Listed records START

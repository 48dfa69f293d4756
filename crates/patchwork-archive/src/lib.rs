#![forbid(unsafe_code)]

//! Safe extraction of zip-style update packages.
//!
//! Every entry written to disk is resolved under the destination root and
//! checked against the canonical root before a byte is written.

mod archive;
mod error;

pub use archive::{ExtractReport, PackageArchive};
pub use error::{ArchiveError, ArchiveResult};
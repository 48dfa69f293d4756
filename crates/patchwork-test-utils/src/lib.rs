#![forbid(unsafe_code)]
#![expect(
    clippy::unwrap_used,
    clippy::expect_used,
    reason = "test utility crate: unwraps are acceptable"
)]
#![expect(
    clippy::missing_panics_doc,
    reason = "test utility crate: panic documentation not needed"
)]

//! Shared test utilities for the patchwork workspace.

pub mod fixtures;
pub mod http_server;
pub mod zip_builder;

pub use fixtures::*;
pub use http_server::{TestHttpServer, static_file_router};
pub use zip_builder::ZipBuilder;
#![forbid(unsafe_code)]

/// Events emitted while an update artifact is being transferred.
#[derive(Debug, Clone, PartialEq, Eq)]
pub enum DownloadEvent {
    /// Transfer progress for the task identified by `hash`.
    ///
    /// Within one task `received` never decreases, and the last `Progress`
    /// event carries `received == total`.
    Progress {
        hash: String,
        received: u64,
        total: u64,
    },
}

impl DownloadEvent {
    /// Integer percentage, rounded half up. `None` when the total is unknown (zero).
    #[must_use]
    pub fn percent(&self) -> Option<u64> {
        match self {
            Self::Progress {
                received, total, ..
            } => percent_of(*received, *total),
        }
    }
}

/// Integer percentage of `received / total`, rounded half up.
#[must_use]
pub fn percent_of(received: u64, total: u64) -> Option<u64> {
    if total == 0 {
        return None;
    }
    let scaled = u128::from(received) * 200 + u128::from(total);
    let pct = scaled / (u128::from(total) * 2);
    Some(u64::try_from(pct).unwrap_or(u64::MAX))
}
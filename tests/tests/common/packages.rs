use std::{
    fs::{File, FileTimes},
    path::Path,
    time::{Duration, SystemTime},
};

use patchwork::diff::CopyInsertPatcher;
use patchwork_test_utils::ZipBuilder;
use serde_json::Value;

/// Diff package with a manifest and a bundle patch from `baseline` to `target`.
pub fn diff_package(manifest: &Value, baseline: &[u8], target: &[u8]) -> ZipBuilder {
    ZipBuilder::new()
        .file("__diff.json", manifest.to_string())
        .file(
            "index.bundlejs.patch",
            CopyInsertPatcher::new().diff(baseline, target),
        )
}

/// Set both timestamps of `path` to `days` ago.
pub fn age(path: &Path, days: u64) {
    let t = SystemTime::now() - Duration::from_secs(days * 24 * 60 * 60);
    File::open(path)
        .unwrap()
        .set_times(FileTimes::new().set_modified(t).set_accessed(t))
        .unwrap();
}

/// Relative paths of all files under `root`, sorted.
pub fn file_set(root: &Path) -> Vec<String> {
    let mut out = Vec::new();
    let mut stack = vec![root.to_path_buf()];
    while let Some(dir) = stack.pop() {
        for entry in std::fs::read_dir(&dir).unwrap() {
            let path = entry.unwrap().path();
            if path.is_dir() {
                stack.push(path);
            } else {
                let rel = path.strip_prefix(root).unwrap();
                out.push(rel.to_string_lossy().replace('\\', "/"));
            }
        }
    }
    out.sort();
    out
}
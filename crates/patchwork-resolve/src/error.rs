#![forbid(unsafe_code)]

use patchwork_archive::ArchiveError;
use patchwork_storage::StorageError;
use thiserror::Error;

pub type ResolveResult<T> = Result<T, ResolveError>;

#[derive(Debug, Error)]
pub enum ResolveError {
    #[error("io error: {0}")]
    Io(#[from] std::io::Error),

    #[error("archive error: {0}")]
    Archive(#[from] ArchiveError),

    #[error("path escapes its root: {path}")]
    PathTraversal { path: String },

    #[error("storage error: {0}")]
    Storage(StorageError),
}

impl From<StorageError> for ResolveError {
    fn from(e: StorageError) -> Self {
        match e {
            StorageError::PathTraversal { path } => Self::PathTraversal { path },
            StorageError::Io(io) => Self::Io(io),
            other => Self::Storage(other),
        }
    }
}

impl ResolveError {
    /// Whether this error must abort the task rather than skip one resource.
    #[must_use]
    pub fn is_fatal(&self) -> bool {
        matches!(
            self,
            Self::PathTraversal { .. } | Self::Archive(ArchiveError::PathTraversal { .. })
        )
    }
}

Listed records END

Activity | Note each line above that holds "manifest", then copy all of them.

Answer section |
/// Diff package with a manifest and a bundle patch from `baseline` to `target`.
pub fn diff_package(manifest: &Value, baseline: &[u8], target: &[u8]) -> ZipBuilder {
        .file("__diff.json", manifest.to_string())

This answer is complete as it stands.